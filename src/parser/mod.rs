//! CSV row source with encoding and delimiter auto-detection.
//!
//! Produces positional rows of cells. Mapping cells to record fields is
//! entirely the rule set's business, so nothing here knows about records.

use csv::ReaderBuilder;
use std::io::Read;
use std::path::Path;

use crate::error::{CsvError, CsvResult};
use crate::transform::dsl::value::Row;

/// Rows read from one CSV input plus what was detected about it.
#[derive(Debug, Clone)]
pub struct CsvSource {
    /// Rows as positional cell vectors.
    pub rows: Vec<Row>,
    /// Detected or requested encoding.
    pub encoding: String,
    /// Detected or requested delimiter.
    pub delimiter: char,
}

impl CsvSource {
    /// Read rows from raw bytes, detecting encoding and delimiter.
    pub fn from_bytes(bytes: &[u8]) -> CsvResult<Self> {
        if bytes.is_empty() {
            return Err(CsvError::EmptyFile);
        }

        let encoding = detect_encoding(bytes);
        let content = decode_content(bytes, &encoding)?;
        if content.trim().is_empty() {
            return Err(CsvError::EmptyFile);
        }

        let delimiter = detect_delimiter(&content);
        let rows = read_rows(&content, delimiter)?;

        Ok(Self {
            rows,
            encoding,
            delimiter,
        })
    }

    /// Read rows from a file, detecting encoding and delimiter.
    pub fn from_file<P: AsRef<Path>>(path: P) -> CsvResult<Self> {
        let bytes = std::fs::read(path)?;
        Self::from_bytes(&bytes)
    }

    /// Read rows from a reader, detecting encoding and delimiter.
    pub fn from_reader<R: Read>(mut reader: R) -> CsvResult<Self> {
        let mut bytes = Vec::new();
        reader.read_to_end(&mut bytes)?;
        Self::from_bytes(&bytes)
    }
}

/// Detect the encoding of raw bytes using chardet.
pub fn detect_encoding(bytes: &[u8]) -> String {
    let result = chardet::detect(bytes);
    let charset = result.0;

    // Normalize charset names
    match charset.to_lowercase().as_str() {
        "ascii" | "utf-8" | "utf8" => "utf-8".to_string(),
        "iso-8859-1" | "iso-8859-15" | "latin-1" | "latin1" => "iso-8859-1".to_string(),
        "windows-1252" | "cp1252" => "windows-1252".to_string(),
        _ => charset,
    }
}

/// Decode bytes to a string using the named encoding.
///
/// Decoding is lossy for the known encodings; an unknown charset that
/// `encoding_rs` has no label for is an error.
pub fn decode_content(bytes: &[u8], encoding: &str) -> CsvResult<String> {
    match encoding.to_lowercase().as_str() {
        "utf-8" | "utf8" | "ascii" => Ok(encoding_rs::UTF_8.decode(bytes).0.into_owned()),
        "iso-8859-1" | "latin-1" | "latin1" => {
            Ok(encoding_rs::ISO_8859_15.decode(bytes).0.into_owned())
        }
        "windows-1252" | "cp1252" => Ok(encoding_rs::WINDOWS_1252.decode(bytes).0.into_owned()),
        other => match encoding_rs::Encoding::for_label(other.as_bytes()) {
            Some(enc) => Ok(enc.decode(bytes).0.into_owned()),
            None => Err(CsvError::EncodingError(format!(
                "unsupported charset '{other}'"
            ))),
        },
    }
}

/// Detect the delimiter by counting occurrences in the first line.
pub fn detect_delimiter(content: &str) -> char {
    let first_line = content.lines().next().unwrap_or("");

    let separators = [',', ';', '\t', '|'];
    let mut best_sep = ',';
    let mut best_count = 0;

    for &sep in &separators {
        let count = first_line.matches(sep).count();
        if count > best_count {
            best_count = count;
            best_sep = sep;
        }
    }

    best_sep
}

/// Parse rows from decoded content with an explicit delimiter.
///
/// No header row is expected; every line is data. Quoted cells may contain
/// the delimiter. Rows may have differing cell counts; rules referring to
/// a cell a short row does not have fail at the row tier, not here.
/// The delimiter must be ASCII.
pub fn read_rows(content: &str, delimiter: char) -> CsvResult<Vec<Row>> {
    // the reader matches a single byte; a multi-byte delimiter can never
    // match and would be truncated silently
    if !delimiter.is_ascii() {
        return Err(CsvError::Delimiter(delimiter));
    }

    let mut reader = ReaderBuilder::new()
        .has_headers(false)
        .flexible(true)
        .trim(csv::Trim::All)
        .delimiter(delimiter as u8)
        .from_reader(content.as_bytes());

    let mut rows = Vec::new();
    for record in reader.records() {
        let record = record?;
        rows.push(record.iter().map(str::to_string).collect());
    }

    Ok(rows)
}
§
Every record, from top to bottom, must be transcribed exactly.

filename src/parser/mod.rs
//! CSV row source with encoding and delimiter auto-detection.
//!
//! Produces positional rows of cells. Mapping cells to record fields is
//! entirely the rule set's business, so nothing here knows about records.

use csv::ReaderBuilder;
use std::io::Read;
use std::path::Path;

use crate::error::{CsvError, CsvResult};
use crate::transform::dsl::value::Row;

/// Rows read from one CSV input plus what was detected about it.
#[derive(Debug, Clone)]
pub struct CsvSource {
    /// Rows as positional cell vectors.
    pub rows: Vec<Row>,
    /// Detected or requested encoding.
    pub encoding: String,
    /// Detected or requested delimiter.
    pub delimiter: char,
}

impl CsvSource {
    /// Read rows from raw bytes, detecting encoding and delimiter.
    pub fn from_bytes(bytes: &[u8]) -> CsvResult<Self> {
        if bytes.is_empty() {
            return Err(CsvError::EmptyFile);
        }

        let encoding = detect_encoding(bytes);
        let content = decode_content(bytes, &encoding)?;
        if content.trim().is_empty() {
            return Err(CsvError::EmptyFile);
        }

        let delimiter = detect_delimiter(&content);
        let rows = read_rows(&content, delimiter)?;

        Ok(Self {
            rows,
            encoding,
            delimiter,
        })
    }

    /// Read rows from a file, detecting encoding and delimiter.
    pub fn from_file<P: AsRef<Path>>(path: P) -> CsvResult<Self> {
        let bytes = std::fs::read(path)?;
        Self::from_bytes(&bytes)
    }

    /// Read rows from a reader, detecting encoding and delimiter.
    pub fn from_reader<R: Read>(mut reader: R) -> CsvResult<Self> {
        let mut bytes = Vec::new();
        reader.read_to_end(&mut bytes)?;
        Self::from_bytes(&bytes)
    }
}

/// Detect the encoding of raw bytes using chardet.
pub fn detect_encoding(bytes: &[u8]) -> String {
    let result = chardet::detect(bytes);
    let charset = result.0;

    // Normalize charset names
    match charset.to_lowercase().as_str() {
        "ascii" | "utf-8" | "utf8" => "utf-8".to_string(),
        "iso-8859-1" | "iso-8859-15" | "latin-1" | "latin1" => "iso-8859-1".to_string(),
        "windows-1252" | "cp1252" => "windows-1252".to_string(),
        _ => charset,
    }
}

/// Decode bytes to a string using the named encoding.
///
/// Decoding is lossy for the known encodings; an unknown charset that
/// `encoding_rs` has no label for is an error.
pub fn decode_content(bytes: &[u8], encoding: &str) -> CsvResult<String> {
    match encoding.to_lowercase().as_str() {
        "utf-8" | "utf8" | "ascii" => Ok(encoding_rs::UTF_8.decode(bytes).0.into_owned()),
        "iso-8859-1" | "latin-1" | "latin1" => {
            Ok(encoding_rs::ISO_8859_15.decode(bytes).0.into_owned())
        }
        "windows-1252" | "cp1252" => Ok(encoding_rs::WINDOWS_1252.decode(bytes).0.into_owned()),
        other => match encoding_rs::Encoding::for_label(other.as_bytes()) {
            Some(enc) => Ok(enc.decode(bytes).0.into_owned()),
            None => Err(CsvError::EncodingError(format!(
                "unsupported charset '{other}'"
            ))),
        },
    }
}

/// Detect the delimiter by counting occurrences in the first line.
pub fn detect_delimiter(content: &str) -> char {
    let first_line = content.lines().next().unwrap_or("");

    let separators = [',', ';', '\t', '|'];
    let mut best_sep = ',';
    let mut best_count = 0;

    for &sep in &separators {
        let count = first_line.matches(sep).count();
        if count > best_count {
            best_count = count;
            best_sep = sep;
        }
    }

    best_sep
}

/// Parse rows from decoded content with an explicit delimiter.
///
/// No header row is expected; every line is data. Quoted cells may contain
/// the delimiter. Rows may have differing cell counts; rules referring to
/// a cell a short row does not have fail at the row tier, not here.
/// The delimiter must be ASCII.
pub fn read_rows(content: &str, delimiter: char) -> CsvResult<Vec<Row>> {
    // the reader matches a single byte; a multi-byte delimiter can never
    // match and would be truncated silently
    if !delimiter.is_ascii() {
        return Err(CsvError::Delimiter(delimiter));
    }

    let mut reader = ReaderBuilder::new()
        .has_headers(false)
        .flexible(true)
        .trim(csv::Trim::All)
        .delimiter(delimiter as u8)
        .from_reader(content.as_bytes());

    let mut rows = Vec::new();
    for record in reader.records() {
        let record = record?;
        rows.push(record.iter().map(str::to_string).collect());
    }

    Ok(rows)
}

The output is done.